I woke up. Took a shower, and then I laid back down wrapped up in my towel. In fetal position. My guts hurt and I didn’t think I was ready to face the day. But I had to get up. I had to get my boys ready. I wanted to call in to work but I only had two shifts left. I took a moment then I got myself dressed. Because that’s what you do when you’re a mom. You have jobs, responsibilities and dependents. Even when you have a disease that lately keeps competing with your favorite interruptions in life, your kids.
So you get up. Get moving. Think positive. Keep the faith. You fight harder. You push back. You breathe deeply. You remind yourself how powerful your thinking is. And you tell yourself that you can do it. Then, you believe it. You pray and ask, or is it demand, for God’s help. You need his strength to jump start yours. Then, you take a moment to curse the disease. You may even irrationally tell it that you hate it and you don’t want it anymore. It’s not like you are childhood best friends or anything. You know it’s a bit absurd. As if you could just return it to the chronic illness store, at this point in your life. You’ve had it too long. No exchanges or returns. Sorry.
Some days, you’re painfully aware. Like the moments when you look down in the shower. This amazing life preserving sort of gift of your small intestine coming out of your body. It’s beautiful and visible and life changing. You recognize and appreciate the lessons that having the disease has taught you. The silly unimportant things it has freed you from, in order to help you focus in on the ones that matter. The gentle touch of strangers doing their job, taking care of you, getting you warm blankets. Because you drove to the ER alone. In the middle of the night. It’s what you needed to do and your husband needed to stay with the sleeping boys. Thankfully there are the kind hearted, the compassionate, the ones who don’t know you but they see you vulnerable, hurting and they tend to you like their own. They touch your shoulder, speak gently and tell you they love your name. The nurses.
Other days, you’re just so damn tired. More like utterly exhausted. From life. And you feel like the disease is the heavy weight champion and you’re curled up in the corner of the ring with your head in between your legs and your eyes are shut so tightly. Just. Go. Away. Leave me alone, will you? Please. You beg. And plead.
It’s the worst listener.
It’s really a great big juggling act balancing all the present thoughts, feelings, pain, anticipation and previous medical experiences. Then, there’s the future. What are your options? Will this be the thing that kills you? Should you ever go to that land of unknowns? Probably not. Just stay where you are. You stay positive and present with the many, many painful experiences you’ve had before. You let gratefulness fill you up and smother the little flames of pity, fear and shame.

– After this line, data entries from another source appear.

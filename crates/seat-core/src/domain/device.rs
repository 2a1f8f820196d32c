//! Per-physical-device record.
//!
//! A [`DeviceRecord`] is created when the input library reports a device
//! and dropped when it reports the device gone.  It remembers:
//!
//! - which seat owns it (fixed for its whole life),
//! - which output its absolute coordinates are mapped through,
//! - an optional output-name hint that survives the output going away,
//! - the local → global touch slot table,
//! - the capabilities the hardware declared.
//!
//! # Output binding
//!
//! ```text
//!   create ──► first output (or the hinted one if it exists)
//!   output destroyed ─┬─ hint present ──► unbound until that name returns
//!                     └─ no hint      ──► rebind to first output
//!   output created ──── hint matches  ──► bind
//! ```
//!
//! While unbound, absolute coordinates go through the geometry snapshot of
//! the last output the device was bound to.  A device that has never been
//! bound cannot transform anything and its absolute events are dropped.

use std::fmt;

use crate::domain::capability::CapabilitySet;
use crate::domain::output::{Output, OutputGeometry, OutputId, OutputLayout};
use crate::domain::slot::SlotTable;
use crate::event::hardware::DeviceDescriptor;

/// Opaque device handle from the input library.
///
/// Stable for as long as the device stays attached.
#[derive(Debug, Clone, Copy, PartialEq, Eq, Hash, PartialOrd, Ord)]
pub struct DeviceHandle(pub u64);

impl fmt::Display for DeviceHandle {
    fn fmt(&self, f: &mut fmt::Formatter<'_>) -> fmt::Result {
        write!(f, "device#{}", self.0)
    }
}

/// State kept for one attached physical device.
#[derive(Debug)]
pub struct DeviceRecord {
    handle: DeviceHandle,
    sysname: String,
    name: String,
    seat_name: String,
    capabilities: CapabilitySet,
    output: Option<OutputId>,
    output_name: Option<String>,
    last_geometry: Option<OutputGeometry>,
    pub(crate) slots: SlotTable,
}

impl DeviceRecord {
    /// Builds the record for a newly attached device owned by `seat_name`.
    ///
    /// Binds to the output named by the descriptor's hint if it is present in
    /// `outputs`, otherwise to the first available output.
    pub fn new(descriptor: DeviceDescriptor, seat_name: &str, outputs: &OutputLayout) -> Self {
        let mut record = Self {
            handle: descriptor.handle,
            sysname: descriptor.sysname,
            name: descriptor.name,
            seat_name: seat_name.to_string(),
            capabilities: descriptor.capabilities,
            output: None,
            output_name: descriptor.output_name,
            last_geometry: None,
            slots: SlotTable::new(),
        };

        if let Some(first) = outputs.first() {
            record.set_output(first);
        }
        let hinted = record
            .output_name
            .as_deref()
            .and_then(|name| outputs.find_by_name(name));
        if let Some(output) = hinted {
            record.set_output(output);
        }
        record
    }

    pub fn handle(&self) -> DeviceHandle {
        self.handle
    }

    pub fn sysname(&self) -> &str {
        &self.sysname
    }

    pub fn name(&self) -> &str {
        &self.name
    }

    pub fn seat_name(&self) -> &str {
        &self.seat_name
    }

    pub fn capabilities(&self) -> CapabilitySet {
        self.capabilities
    }

    /// The output currently bound, if any.
    pub fn output(&self) -> Option<OutputId> {
        self.output
    }

    pub fn output_name(&self) -> Option<&str> {
        self.output_name.as_deref()
    }

    /// Sets the output-name hint without changing the current binding.
    pub fn set_output_name(&mut self, name: Option<String>) {
        self.output_name = name;
    }

    pub fn slots(&self) -> &SlotTable {
        &self.slots
    }

    /// Binds the device's coordinate transform to `output`.
    ///
    /// Storing the id is what subscribes the device to that output's
    /// destruction: [`on_output_destroyed`](Self::on_output_destroyed) is
    /// called for every device whose binding matches the destroyed id.
    pub fn set_output(&mut self, output: &Output) {
        self.output = Some(output.id);
        self.last_geometry = Some(output.geometry);
    }

    /// Reacts to the bound output being torn down.
    ///
    /// `outputs` must no longer contain the destroyed output.
    pub fn on_output_destroyed(&mut self, outputs: &OutputLayout) {
        self.output = None;
        if self.output_name.is_some() {
            return;
        }
        if let Some(first) = outputs.first() {
            self.set_output(first);
        }
    }

    /// Binds to `output` if it matches the device's hint, or if the device
    /// has no hint and no live binding.
    ///
    /// Returns `true` when the binding changed.
    pub fn on_output_created(&mut self, output: &Output) -> bool {
        let bind = match self.output_name.as_deref() {
            Some(hint) => hint == output.name,
            None => self.output.is_none(),
        };
        if bind {
            self.set_output(output);
        }
        bind
    }

    /// The geometry absolute events should currently be mapped through.
    ///
    /// The live bound output wins; otherwise the snapshot of the last bound
    /// output is used.  `None` only if the device was never bound.
    pub fn target_geometry(&self, outputs: &OutputLayout) -> Option<OutputGeometry> {
        let live = self.output.and_then(|id| outputs.get(id)).map(|o| o.geometry);
        live.or(self.last_geometry)
    }

    /// Maps an absolute device coordinate into global compositor space.
    pub fn transform(&self, outputs: &OutputLayout, x: f64, y: f64) -> Option<(f64, f64)> {
        self.target_geometry(outputs)
            .map(|geo| geo.transform_point(x, y))
    }

    /// Current mode size of the bound output, for the library's axis scaling.
    pub fn screen_dimensions(&self, outputs: &OutputLayout) -> Option<(u32, u32)> {
        self.target_geometry(outputs)
            .map(|geo| (geo.mode_width, geo.mode_height))
    }
}

#[cfg(test)]
mod tests {
    use super::*;
    use crate::domain::capability::Capability;

    fn descriptor(handle: u64, hint: Option<&str>) -> DeviceDescriptor {
        DeviceDescriptor {
            handle: DeviceHandle(handle),
            sysname: format!("event{handle}"),
            name: "Test Touchscreen".to_string(),
            seat_name: None,
            capabilities: CapabilitySet::from_caps(&[Capability::Touch]),
            output_name: hint.map(str::to_string),
        }
    }

    fn output(id: u32, name: &str, x: i32) -> Output {
        Output {
            id: OutputId(id),
            name: name.to_string(),
            geometry: OutputGeometry::new(x, 0, 1920, 1080),
        }
    }

    fn two_outputs() -> OutputLayout {
        let mut layout = OutputLayout::new();
        layout.insert(output(1, "eDP-1", 0));
        layout.insert(output(2, "HDMI-A-1", 1920));
        layout
    }

    #[test]
    fn test_new_device_binds_first_output() {
        let record = DeviceRecord::new(descriptor(1, None), "seat0", &two_outputs());
        assert_eq!(record.output(), Some(OutputId(1)));
        assert_eq!(record.seat_name(), "seat0");
    }

    #[test]
    fn test_new_device_prefers_hinted_output() {
        let record = DeviceRecord::new(descriptor(1, Some("HDMI-A-1")), "seat0", &two_outputs());
        assert_eq!(record.output(), Some(OutputId(2)));
    }

    #[test]
    fn test_new_device_with_missing_hint_falls_back_to_first_output() {
        let record = DeviceRecord::new(descriptor(1, Some("DP-9")), "seat0", &two_outputs());
        assert_eq!(record.output(), Some(OutputId(1)));
    }

    #[test]
    fn test_new_device_without_outputs_is_unbound() {
        let record = DeviceRecord::new(descriptor(1, None), "seat0", &OutputLayout::new());
        assert_eq!(record.output(), None);
        assert_eq!(record.transform(&OutputLayout::new(), 1.0, 1.0), None);
    }

    #[test]
    fn test_output_destroyed_without_hint_rebinds_to_first() {
        // Arrange
        let mut layout = two_outputs();
        let mut record = DeviceRecord::new(descriptor(1, None), "seat0", &layout);

        // Act
        layout.remove(OutputId(1));
        record.on_output_destroyed(&layout);

        // Assert
        assert_eq!(record.output(), Some(OutputId(2)));
        assert_eq!(record.transform(&layout, 10.0, 10.0), Some((1930.0, 10.0)));
    }

    #[test]
    fn test_output_destroyed_with_hint_stays_unbound_until_name_returns() {
        // Arrange
        let mut layout = two_outputs();
        let mut record = DeviceRecord::new(descriptor(1, Some("HDMI-A-1")), "seat0", &layout);

        // Act – hinted output goes away
        layout.remove(OutputId(2));
        record.on_output_destroyed(&layout);

        // Assert – unbound, but the last geometry still maps coordinates
        assert_eq!(record.output(), None);
        assert_eq!(record.transform(&layout, 10.0, 10.0), Some((1930.0, 10.0)));

        // Act – a different output appears, then the hinted one
        assert!(!record.on_output_created(&output(3, "DP-1", 4000)));
        let returned = output(4, "HDMI-A-1", 3840);
        layout.insert(returned.clone());
        assert!(record.on_output_created(&returned));

        // Assert
        assert_eq!(record.output(), Some(OutputId(4)));
        assert_eq!(record.transform(&layout, 0.0, 0.0), Some((3840.0, 0.0)));
    }

    #[test]
    fn test_unhinted_device_binds_first_output_created_after_it() {
        // Arrange – enumerated before any output existed
        let mut layout = OutputLayout::new();
        let mut record = DeviceRecord::new(descriptor(1, None), "seat0", &layout);
        assert_eq!(record.output(), None);

        // Act
        let first = output(1, "eDP-1", 0);
        layout.insert(first.clone());
        let bound = record.on_output_created(&first);

        // Assert – a later output does not steal the binding
        assert!(bound);
        assert_eq!(record.output(), Some(OutputId(1)));
        assert!(!record.on_output_created(&output(2, "HDMI-A-1", 1920)));
        assert_eq!(record.screen_dimensions(&layout), Some((1920, 1080)));
    }

    #[test]
    fn test_unhinted_device_orphaned_by_last_output_rebinds_to_next_one() {
        // Arrange
        let mut layout = OutputLayout::new();
        layout.insert(output(1, "eDP-1", 0));
        let mut record = DeviceRecord::new(descriptor(1, None), "seat0", &layout);
        layout.remove(OutputId(1));
        record.on_output_destroyed(&layout);
        assert_eq!(record.output(), None);

        // Act
        let next = output(2, "DP-1", 2560);
        layout.insert(next.clone());

        // Assert – the live output replaces the old snapshot
        assert!(record.on_output_created(&next));
        assert_eq!(record.transform(&layout, 0.0, 0.0), Some((2560.0, 0.0)));
    }

    #[test]
    fn test_transform_uses_live_geometry_after_mode_change() {
        let mut layout = two_outputs();
        let record = DeviceRecord::new(descriptor(1, None), "seat0", &layout);

        layout.update_geometry(OutputId(1), OutputGeometry::new(0, 0, 1280, 720));

        assert_eq!(record.screen_dimensions(&layout), Some((1280, 720)));
    }
}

You know that you’re not as bad off as you have been before. You’re hopeful that like all the other times, you will make it through this valley filled with it’s fair share of obstacles. You will always, always learn something that’s bigger and better than the pain. And soon, you will look back once again to realize that it wasn’t ever your strength so much as it was the overwhelming and never ending strength, love, and support of those surrounding you, encouraging you and helping you. You will never ever forget the friend who picked you up on the curb. And drove your tired body home and acted like you gave her the greatest birthday gift in letting her help you. You will always remember her. You will remember that love wins. Every time.
You know that when you get to feeling better you will do everything possible to show others this kind of readily available, self sacrificing, beautiful and rare kind of love. Because you believe that it’s not fair, every person deserves to feel this kind of love. Not just you.